The material below contains a line with "self.cancel.as_ref()" and a line with "while let Some(cur)". Copy exactly those two lines and all lines between them.

— DATA FOR ANALYSIS —

§

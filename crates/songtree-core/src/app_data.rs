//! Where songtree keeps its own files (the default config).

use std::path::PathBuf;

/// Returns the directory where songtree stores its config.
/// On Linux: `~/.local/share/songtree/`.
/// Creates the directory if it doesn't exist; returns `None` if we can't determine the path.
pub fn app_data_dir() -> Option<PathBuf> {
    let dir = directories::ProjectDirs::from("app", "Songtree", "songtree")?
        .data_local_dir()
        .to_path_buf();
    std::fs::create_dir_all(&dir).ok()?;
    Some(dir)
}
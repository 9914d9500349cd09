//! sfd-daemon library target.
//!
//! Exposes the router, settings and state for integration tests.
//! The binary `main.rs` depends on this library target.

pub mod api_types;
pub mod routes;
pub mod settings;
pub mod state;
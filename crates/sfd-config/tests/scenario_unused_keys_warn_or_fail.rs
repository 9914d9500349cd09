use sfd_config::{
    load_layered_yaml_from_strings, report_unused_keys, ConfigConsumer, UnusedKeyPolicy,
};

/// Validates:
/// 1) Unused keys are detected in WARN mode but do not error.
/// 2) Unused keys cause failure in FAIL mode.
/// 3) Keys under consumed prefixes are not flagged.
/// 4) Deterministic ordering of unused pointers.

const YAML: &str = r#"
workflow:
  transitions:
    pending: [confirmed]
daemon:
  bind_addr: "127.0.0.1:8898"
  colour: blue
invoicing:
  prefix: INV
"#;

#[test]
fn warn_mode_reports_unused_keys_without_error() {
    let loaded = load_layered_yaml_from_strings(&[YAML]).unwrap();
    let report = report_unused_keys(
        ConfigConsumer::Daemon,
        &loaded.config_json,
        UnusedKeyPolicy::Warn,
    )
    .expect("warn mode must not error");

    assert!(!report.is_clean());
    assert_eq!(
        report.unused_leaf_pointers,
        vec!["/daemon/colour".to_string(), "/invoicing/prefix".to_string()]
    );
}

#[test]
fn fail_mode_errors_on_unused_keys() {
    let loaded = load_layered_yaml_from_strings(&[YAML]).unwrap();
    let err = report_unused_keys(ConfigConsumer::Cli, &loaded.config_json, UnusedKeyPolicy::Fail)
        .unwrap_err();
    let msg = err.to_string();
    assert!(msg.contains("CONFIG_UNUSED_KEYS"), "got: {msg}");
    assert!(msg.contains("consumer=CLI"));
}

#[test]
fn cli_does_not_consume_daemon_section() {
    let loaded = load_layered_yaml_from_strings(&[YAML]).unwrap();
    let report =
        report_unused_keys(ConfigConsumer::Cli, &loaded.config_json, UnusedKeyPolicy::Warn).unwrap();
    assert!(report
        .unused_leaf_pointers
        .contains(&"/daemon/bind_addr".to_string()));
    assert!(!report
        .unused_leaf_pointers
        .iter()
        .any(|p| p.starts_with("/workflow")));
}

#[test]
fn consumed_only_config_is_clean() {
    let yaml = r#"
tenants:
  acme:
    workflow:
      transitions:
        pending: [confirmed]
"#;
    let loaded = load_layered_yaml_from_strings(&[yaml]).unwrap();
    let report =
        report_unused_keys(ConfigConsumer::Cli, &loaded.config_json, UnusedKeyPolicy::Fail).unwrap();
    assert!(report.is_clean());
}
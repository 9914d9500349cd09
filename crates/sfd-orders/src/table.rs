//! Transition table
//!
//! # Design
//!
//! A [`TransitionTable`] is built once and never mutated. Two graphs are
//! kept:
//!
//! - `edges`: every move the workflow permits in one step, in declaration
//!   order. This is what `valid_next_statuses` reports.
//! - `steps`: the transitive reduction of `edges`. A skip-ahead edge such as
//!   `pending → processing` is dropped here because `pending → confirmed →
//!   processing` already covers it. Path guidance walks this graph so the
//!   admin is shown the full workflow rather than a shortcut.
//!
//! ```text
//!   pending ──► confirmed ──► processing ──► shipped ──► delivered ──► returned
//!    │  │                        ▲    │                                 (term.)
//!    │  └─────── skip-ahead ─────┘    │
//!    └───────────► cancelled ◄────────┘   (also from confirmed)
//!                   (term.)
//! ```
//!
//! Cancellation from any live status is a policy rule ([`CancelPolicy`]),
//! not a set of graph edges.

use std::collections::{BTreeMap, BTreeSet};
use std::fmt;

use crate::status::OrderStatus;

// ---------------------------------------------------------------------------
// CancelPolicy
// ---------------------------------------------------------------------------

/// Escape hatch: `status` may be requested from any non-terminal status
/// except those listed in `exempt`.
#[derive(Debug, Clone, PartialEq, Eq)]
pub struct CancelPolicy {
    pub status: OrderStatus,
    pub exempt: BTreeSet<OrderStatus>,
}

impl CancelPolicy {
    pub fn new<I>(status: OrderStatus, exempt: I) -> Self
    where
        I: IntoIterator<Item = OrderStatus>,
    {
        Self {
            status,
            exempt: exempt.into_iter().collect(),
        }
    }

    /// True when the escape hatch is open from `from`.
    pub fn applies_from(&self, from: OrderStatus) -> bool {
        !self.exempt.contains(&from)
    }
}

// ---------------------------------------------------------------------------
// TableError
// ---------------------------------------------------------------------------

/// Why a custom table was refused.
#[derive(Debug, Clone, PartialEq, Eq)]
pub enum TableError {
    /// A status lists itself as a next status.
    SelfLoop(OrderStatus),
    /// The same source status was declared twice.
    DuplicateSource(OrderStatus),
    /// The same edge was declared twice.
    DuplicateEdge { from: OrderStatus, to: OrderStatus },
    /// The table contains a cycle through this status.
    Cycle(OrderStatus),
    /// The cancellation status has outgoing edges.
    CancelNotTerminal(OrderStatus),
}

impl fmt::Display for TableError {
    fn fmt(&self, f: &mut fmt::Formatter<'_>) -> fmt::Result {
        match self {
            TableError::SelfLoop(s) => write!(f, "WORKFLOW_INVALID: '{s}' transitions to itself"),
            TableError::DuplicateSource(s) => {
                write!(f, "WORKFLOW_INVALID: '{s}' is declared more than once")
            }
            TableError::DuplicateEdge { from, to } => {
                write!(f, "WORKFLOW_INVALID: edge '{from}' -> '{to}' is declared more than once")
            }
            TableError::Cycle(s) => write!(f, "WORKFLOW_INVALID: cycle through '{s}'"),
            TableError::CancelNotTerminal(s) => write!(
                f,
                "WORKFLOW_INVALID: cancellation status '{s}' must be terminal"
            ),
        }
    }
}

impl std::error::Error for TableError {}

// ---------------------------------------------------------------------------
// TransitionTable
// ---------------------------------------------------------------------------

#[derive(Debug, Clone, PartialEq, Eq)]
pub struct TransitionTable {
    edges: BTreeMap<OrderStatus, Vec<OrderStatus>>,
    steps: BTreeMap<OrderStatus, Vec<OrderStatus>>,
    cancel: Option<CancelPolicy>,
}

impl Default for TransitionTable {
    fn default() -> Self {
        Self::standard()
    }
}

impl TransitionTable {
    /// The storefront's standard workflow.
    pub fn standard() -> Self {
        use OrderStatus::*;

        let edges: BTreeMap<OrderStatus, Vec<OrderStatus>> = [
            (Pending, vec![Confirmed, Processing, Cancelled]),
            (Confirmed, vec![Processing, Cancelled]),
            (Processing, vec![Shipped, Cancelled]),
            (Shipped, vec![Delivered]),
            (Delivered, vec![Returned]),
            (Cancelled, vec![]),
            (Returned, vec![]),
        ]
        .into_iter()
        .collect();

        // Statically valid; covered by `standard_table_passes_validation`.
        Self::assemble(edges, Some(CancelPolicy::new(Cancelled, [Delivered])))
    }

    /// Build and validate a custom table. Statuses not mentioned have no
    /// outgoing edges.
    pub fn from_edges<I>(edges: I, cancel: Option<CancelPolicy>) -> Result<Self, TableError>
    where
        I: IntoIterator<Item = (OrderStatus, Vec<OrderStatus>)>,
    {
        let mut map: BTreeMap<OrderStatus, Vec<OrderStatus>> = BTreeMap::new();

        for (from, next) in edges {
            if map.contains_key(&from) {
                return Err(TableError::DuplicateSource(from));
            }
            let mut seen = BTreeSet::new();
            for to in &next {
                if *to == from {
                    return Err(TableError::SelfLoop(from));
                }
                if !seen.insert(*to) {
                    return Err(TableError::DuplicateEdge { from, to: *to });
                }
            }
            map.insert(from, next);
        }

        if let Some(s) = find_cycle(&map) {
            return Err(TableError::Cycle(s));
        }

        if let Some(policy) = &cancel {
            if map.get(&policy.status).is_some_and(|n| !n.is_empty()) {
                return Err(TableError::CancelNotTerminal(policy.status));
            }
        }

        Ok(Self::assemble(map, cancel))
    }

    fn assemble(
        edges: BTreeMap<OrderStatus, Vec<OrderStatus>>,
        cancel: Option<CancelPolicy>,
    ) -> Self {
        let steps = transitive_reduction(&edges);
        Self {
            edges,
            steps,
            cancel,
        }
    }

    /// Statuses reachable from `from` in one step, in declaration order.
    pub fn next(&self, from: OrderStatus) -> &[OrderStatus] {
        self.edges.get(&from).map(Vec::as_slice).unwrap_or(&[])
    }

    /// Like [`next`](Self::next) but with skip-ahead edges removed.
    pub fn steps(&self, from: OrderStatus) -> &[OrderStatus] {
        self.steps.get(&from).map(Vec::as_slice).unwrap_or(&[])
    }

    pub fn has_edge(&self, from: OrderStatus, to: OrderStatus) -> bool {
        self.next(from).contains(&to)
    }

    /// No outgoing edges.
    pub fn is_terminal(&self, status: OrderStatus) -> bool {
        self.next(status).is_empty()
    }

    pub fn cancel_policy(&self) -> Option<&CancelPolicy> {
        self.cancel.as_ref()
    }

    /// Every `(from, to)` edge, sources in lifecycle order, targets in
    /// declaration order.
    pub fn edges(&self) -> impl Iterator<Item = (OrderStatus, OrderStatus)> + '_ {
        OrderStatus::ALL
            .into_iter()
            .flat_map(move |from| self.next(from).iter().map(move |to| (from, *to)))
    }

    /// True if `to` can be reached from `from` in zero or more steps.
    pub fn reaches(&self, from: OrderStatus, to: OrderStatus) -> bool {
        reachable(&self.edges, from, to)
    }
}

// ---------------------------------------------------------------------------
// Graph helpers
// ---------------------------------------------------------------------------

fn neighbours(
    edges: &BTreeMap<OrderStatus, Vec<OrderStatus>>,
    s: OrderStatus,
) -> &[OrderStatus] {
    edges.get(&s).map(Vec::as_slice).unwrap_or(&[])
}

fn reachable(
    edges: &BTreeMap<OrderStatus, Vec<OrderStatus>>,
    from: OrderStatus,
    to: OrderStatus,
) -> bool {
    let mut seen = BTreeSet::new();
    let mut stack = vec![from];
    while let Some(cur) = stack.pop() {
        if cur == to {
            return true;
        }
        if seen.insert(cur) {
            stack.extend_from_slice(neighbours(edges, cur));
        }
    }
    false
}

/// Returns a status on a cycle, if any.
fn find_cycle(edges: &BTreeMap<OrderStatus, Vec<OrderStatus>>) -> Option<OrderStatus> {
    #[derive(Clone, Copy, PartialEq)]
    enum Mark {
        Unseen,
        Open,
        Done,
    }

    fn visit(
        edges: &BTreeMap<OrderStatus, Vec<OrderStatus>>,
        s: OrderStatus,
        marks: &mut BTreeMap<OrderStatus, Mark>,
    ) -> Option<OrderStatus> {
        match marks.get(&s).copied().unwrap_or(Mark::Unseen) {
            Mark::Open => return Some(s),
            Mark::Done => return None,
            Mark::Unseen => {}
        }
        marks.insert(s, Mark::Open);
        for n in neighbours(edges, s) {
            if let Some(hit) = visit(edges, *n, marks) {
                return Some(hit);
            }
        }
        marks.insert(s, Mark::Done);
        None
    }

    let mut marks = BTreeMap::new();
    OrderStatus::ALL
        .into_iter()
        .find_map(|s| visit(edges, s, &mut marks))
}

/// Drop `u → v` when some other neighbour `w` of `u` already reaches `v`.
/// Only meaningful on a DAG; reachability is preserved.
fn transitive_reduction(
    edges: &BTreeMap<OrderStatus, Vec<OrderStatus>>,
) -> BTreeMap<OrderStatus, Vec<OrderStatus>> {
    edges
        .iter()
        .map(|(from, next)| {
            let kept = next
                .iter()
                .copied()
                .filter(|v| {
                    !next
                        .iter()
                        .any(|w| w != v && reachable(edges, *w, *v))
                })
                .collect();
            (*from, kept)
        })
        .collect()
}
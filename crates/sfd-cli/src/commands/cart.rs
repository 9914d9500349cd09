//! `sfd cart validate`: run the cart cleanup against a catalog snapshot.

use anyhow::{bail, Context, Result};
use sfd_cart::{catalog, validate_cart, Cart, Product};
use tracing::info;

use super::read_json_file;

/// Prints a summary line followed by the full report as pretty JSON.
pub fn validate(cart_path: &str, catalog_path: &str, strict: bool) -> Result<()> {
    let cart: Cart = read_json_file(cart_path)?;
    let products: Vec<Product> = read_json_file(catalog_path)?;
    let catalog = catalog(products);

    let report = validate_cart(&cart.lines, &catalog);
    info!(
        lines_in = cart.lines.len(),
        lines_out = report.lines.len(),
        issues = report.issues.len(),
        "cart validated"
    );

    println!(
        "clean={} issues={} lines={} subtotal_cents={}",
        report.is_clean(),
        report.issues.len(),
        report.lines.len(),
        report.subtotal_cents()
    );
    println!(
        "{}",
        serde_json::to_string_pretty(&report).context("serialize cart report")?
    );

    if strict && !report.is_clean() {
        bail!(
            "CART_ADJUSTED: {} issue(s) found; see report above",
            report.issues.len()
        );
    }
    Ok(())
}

§

— WRITTEN REPLY —
        self.cancel.as_ref()
    }

    /// Every `(from, to)` edge, sources in lifecycle order, targets in
    /// declaration order.
    pub fn edges(&self) -> impl Iterator<Item = (OrderStatus, OrderStatus)> + '_ {
        OrderStatus::ALL
            .into_iter()
            .flat_map(move |from| self.next(from).iter().map(move |to| (from, *to)))
    }

    /// True if `to` can be reached from `from` in zero or more steps.
    pub fn reaches(&self, from: OrderStatus, to: OrderStatus) -> bool {
        reachable(&self.edges, from, to)
    }
}

// ---------------------------------------------------------------------------
// Graph helpers
// ---------------------------------------------------------------------------

fn neighbours(
    edges: &BTreeMap<OrderStatus, Vec<OrderStatus>>,
    s: OrderStatus,
) -> &[OrderStatus] {
    edges.get(&s).map(Vec::as_slice).unwrap_or(&[])
}

fn reachable(
    edges: &BTreeMap<OrderStatus, Vec<OrderStatus>>,
    from: OrderStatus,
    to: OrderStatus,
) -> bool {
    let mut seen = BTreeSet::new();
    let mut stack = vec![from];
    while let Some(cur) = stack.pop() {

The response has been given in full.